● YOUR GOAL: In the listing that follows, how many lines include the string "config"? Reply with only the number.

● EXERCISE DATA:
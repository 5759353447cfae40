//! Line-item table detection and reconciliation.

use tracing::{debug, trace};

use crate::models::config::TableRules;
use crate::models::dataset::{Column, RecordSet};
use crate::models::invoice::HeaderInfo;
use crate::pdf::RawTable;

use super::frame::Frame;
use super::numeric::clean_numeric_columns;

/// Turns raw extracted tables into canonical line-item record sets.
#[derive(Debug, Clone, Default)]
pub struct TableNormalizer {
    rules: TableRules,
}

impl TableNormalizer {
    /// Create a normalizer with the standard DTE template rules.
    pub fn new() -> Self {
        Self::default()
    }

    pub fn with_rules(rules: TableRules) -> Self {
        Self { rules }
    }

    pub fn rules(&self) -> &TableRules {
        &self.rules
    }

    /// Normalize one table, stamping `header` onto every surviving row.
    ///
    /// Returns `None` when the table is not a line-item table or has no rows
    /// left after cleaning.
    pub fn normalize(&self, table: &RawTable, header: &HeaderInfo) -> Option<RecordSet> {
        let (header_row, data_rows) = table.rows.split_first()?;
        if data_rows.is_empty() {
            return None;
        }

        let mut frame = Frame::from_rows(clean_header_row(header_row), data_rows);
        frame.drop_empty_rows();
        frame.drop_empty_columns();

        if !frame.columns.iter().any(|c| c.contains(self.rules.signature.as_str())) {
            trace!("Rejecting table without {:?} column: {:?}", self.rules.signature, frame.columns);
            return None;
        }

        for column in &mut frame.columns {
            *column = column.trim().to_string();
        }

        self.reconcile_unit_price(&mut frame);

        let quantity = Column::Cantidad.label();
        let description = Column::Descripcion.label();
        let unit_price = Column::PrecioUnitario.label();
        frame.retain_rows(|f, row| {
            f.cell(row, quantity).is_some()
                || f.cell(row, description).is_some()
                || f.cell(row, unit_price).is_some()
        });

        let numeric: Vec<&str> = self.rules.numeric_columns.iter().map(|c| c.label()).collect();
        clean_numeric_columns(&mut frame, &numeric);

        if frame.is_empty() {
            return None;
        }

        for (i, (column, value)) in header.cells().into_iter().enumerate() {
            frame.insert_constant(i, column.label(), value);
        }

        self.apply_positional_renames(&mut frame);

        let record_set = restrict_to_schema(frame);
        debug!(
            "Normalized table: {} rows, columns {:?}",
            record_set.len(),
            record_set.columns
        );
        Some(record_set)
    }

    /// Give the first price-like column the canonical unit-price name, unless
    /// the table already has one.
    fn reconcile_unit_price(&self, frame: &mut Frame) {
        let canonical = Column::PrecioUnitario.label();
        if frame.has_column(canonical) {
            return;
        }

        let found = frame.columns.iter().position(|c| {
            let lower = c.to_lowercase();
            self.rules
                .unit_price_keywords
                .iter()
                .any(|k| lower.contains(k.as_str()))
        });

        if let Some(idx) = found {
            trace!("Renaming {:?} to {:?}", frame.columns[idx], canonical);
            frame.rename(idx, canonical);
        }
    }

    fn apply_positional_renames(&self, frame: &mut Frame) {
        for rule in &self.rules.positional_renames {
            let target = rule.target.label();
            if frame.has_column(target) {
                continue;
            }
            if let Some(idx) = frame.column_index(&rule.source) {
                frame.rename(idx, target);
            }
        }
    }
}

/// Clean a raw header row into unique column names.
///
/// Blank cells become `Col_<index>`; other cells have whitespace runs
/// collapsed. Repeated names keep the first occurrence and get `_<index>`
/// appended on later ones.
pub fn clean_header_row(cells: &[Option<String>]) -> Vec<String> {
    let cleaned: Vec<String> = cells
        .iter()
        .enumerate()
        .map(|(i, cell)| match cell.as_deref().map(str::trim) {
            Some(s) if !s.is_empty() => s.split_whitespace().collect::<Vec<_>>().join(" "),
            _ => format!("Col_{}", i),
        })
        .collect();

    let mut names: Vec<String> = Vec::with_capacity(cleaned.len());
    for (i, name) in cleaned.into_iter().enumerate() {
        let mut unique = name;
        while names.contains(&unique) {
            unique = format!("{}_{}", unique, i);
        }
        names.push(unique);
    }
    names
}

/// Keep canonical columns only, in canonical order.
fn restrict_to_schema(frame: Frame) -> RecordSet {
    let selected: Vec<(Column, usize)> = Column::ALL
        .into_iter()
        .filter_map(|c| frame.column_index(c.label()).map(|idx| (c, idx)))
        .collect();

    let rows = frame
        .rows
        .into_iter()
        .map(|mut row| selected.iter().map(|(_, idx)| row[*idx].take()).collect())
        .collect();

    RecordSet {
        columns: selected.into_iter().map(|(c, _)| c).collect(),
        rows,
    }
}

#[cfg(test)]
mod tests {
    use super::*;
    use crate::models::config::PositionalRename;
    use crate::models::dataset::CellValue;
    use pretty_assertions::assert_eq;

    fn header() -> HeaderInfo {
        HeaderInfo {
            empresa: "ACME, S.A.".to_string(),
            autorizacion: "1A2B3C4D-1234-5678-9ABC-DEF012345678".to_string(),
            serie: "1A2B3C4D".to_string(),
            numero_dte: "42".to_string(),
            fecha_emision: "05-Ene-2024 10:32:11".to_string(),
        }
    }

    fn table(rows: &[&[&str]]) -> RawTable {
        RawTable::new(
            rows.iter()
                .map(|r| {
                    r.iter()
                        .map(|c| if c.is_empty() { None } else { Some(c.to_string()) })
                        .collect()
                })
                .collect(),
        )
    }

    fn t(v: &str) -> Option<CellValue> {
        Some(CellValue::text(v))
    }

    #[test]
    fn test_clean_header_row_deduplicates() {
        let cells = vec![Some("Total".into()), Some("Total".into()), Some("Col2".into())];
        assert_eq!(clean_header_row(&cells), vec!["Total", "Total_1", "Col2"]);
    }

    #[test]
    fn test_clean_header_row_suffix_does_not_collide() {
        let cells = vec![Some("A".into()), Some("A".into()), Some("A_1".into())];
        assert_eq!(clean_header_row(&cells), vec!["A", "A_1", "A_1_2"]);

        let cells = vec![Some("Col_1".into()), None, Some("Col_1".into())];
        assert_eq!(clean_header_row(&cells), vec!["Col_1", "Col_1_1", "Col_1_2"]);
    }

    #[test]
    fn test_clean_header_row_blanks_and_whitespace() {
        let cells = vec![
            None,
            Some("  P. Unitario\ncon IVA   (Q) ".into()),
            Some("   ".into()),
            Some("Cantidad".into()),
        ];
        assert_eq!(
            clean_header_row(&cells),
            vec!["Col_0", "P. Unitario con IVA (Q)", "Col_2", "Cantidad"]
        );
    }

    #[test]
    fn test_rejects_table_without_quantity_column() {
        let raw = table(&[&["Descripcion", "Total (Q)"], &["Café", "10.00"]]);
        assert_eq!(TableNormalizer::new().normalize(&raw, &header()), None);
    }

    #[test]
    fn test_rejects_header_only_table() {
        let raw = table(&[&["Cantidad", "Descripcion"]]);
        assert_eq!(TableNormalizer::new().normalize(&raw, &header()), None);
    }

    #[test]
    fn test_rejects_quantity_column_that_is_entirely_blank() {
        let raw = table(&[&["Cantidad", "Descripcion"], &["", "Café"]]);
        assert_eq!(TableNormalizer::new().normalize(&raw, &header()), None);
    }

    #[test]
    fn test_normalizes_line_items() {
        let raw = table(&[
            &["#No.", "Cantidad", "Descripcion", "Precio Unitario", "Descuentos (Q)", "Total (Q)"],
            &["1", "2", "Café molido", "Q 1,234.50", "Q 0.00", "2,469.00"],
            &["", "", "", "", "", ""],
        ]);

        let rs = TableNormalizer::new().normalize(&raw, &header()).unwrap();

        assert_eq!(
            rs.columns,
            vec![
                Column::Empresa,
                Column::Autorizacion,
                Column::Serie,
                Column::NumeroDte,
                Column::FechaEmision,
                Column::Numero,
                Column::Cantidad,
                Column::Descripcion,
                Column::PrecioUnitario,
                Column::Descuentos,
                Column::Total,
            ]
        );
        assert_eq!(rs.len(), 1);
        assert_eq!(rs.get(0, Column::Empresa), Some(&CellValue::text("ACME, S.A.")));
        assert_eq!(rs.get(0, Column::PrecioUnitario), Some(&CellValue::Number(1234.5)));
        assert_eq!(rs.get(0, Column::Descuentos), Some(&CellValue::Number(0.0)));
        assert_eq!(rs.get(0, Column::Total), Some(&CellValue::text("2,469.00")));
    }

    #[test]
    fn test_row_filter_requires_all_three_missing() {
        let raw = table(&[
            &["Cantidad", "Descripcion", "P. Unitario con IVA (Q)", "Total (Q)"],
            &["", "", "", "Subtotal 10.00"],
            &["3", "", "5.00", "15.00"],
        ]);

        let rs = TableNormalizer::new().normalize(&raw, &header()).unwrap();

        assert_eq!(rs.len(), 1);
        assert_eq!(rs.get(0, Column::Cantidad), Some(&CellValue::text("3")));
        assert_eq!(rs.get(0, Column::Descripcion), None);
        assert_eq!(rs.get(0, Column::PrecioUnitario), Some(&CellValue::Number(5.0)));
    }

    #[test]
    fn test_missing_description_column_counts_as_missing() {
        let raw = table(&[
            &["Cantidad", "Valor", "Otro"],
            &["", "", "nota"],
            &["1", "", "x"],
        ]);

        let rs = TableNormalizer::new().normalize(&raw, &header()).unwrap();

        assert_eq!(rs.len(), 1);
        assert_eq!(rs.get(0, Column::Cantidad), Some(&CellValue::text("1")));
    }

    #[test]
    fn test_existing_unit_price_column_is_not_replaced() {
        let raw = table(&[
            &["Cantidad", "Valor Neto", "P. Unitario con IVA (Q)"],
            &["1", "8.93", "10.00"],
        ]);

        let rs = TableNormalizer::new().normalize(&raw, &header()).unwrap();

        assert_eq!(rs.get(0, Column::PrecioUnitario), Some(&CellValue::Number(10.0)));
    }

    #[test]
    fn test_positional_tax_column() {
        let raw = table(&[
            &["#No.", "B/S", "Cantidad", "Descripcion", "P. Unitario con IVA (Q)",
              "Descuentos (Q)", "Otros Descuentos (Q)", "Total (Q)", "", "Impuestos"],
            &["1", "B", "1", "Agua", "5.00", "0.00", "0.00", "5.00", "0.54", "IVA"],
        ]);

        let rs = TableNormalizer::new().normalize(&raw, &header()).unwrap();

        assert_eq!(rs.get(0, Column::MontoIva), Some(&CellValue::text("0.54")));
        assert_eq!(rs.get(0, Column::Impuestos), Some(&CellValue::text("IVA")));
        assert_eq!(rs.columns.last(), Some(&Column::MontoIva));
    }

    #[test]
    fn test_custom_positional_rule() {
        let rules = TableRules {
            positional_renames: vec![PositionalRename {
                source: "Col_3".to_string(),
                target: Column::MontoIva,
            }],
            ..TableRules::default()
        };
        let raw = table(&[
            &["Cantidad", "Descripcion", "P. Unitario con IVA (Q)", ""],
            &["1", "Agua", "5.00", "0.54"],
        ]);

        let rs = TableNormalizer::with_rules(rules).normalize(&raw, &header()).unwrap();

        assert_eq!(rs.get(0, Column::MontoIva), Some(&CellValue::text("0.54")));
    }

    #[test]
    fn test_header_is_stamped_on_every_row() {
        let raw = table(&[
            &["Cantidad", "Descripcion"],
            &["1", "Agua"],
            &["2", "Pan"],
        ]);

        let rs = TableNormalizer::new().normalize(&raw, &header()).unwrap();

        for row in 0..rs.len() {
            assert_eq!(rs.get(row, Column::Serie), Some(&CellValue::text("1A2B3C4D")));
            assert_eq!(rs.get(row, Column::NumeroDte), Some(&CellValue::text("42")));
        }
        assert_eq!(rs.rows[1][Column::HEADER.len()], t("2"));
    }
}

● RESULT OF THIS TASK: 2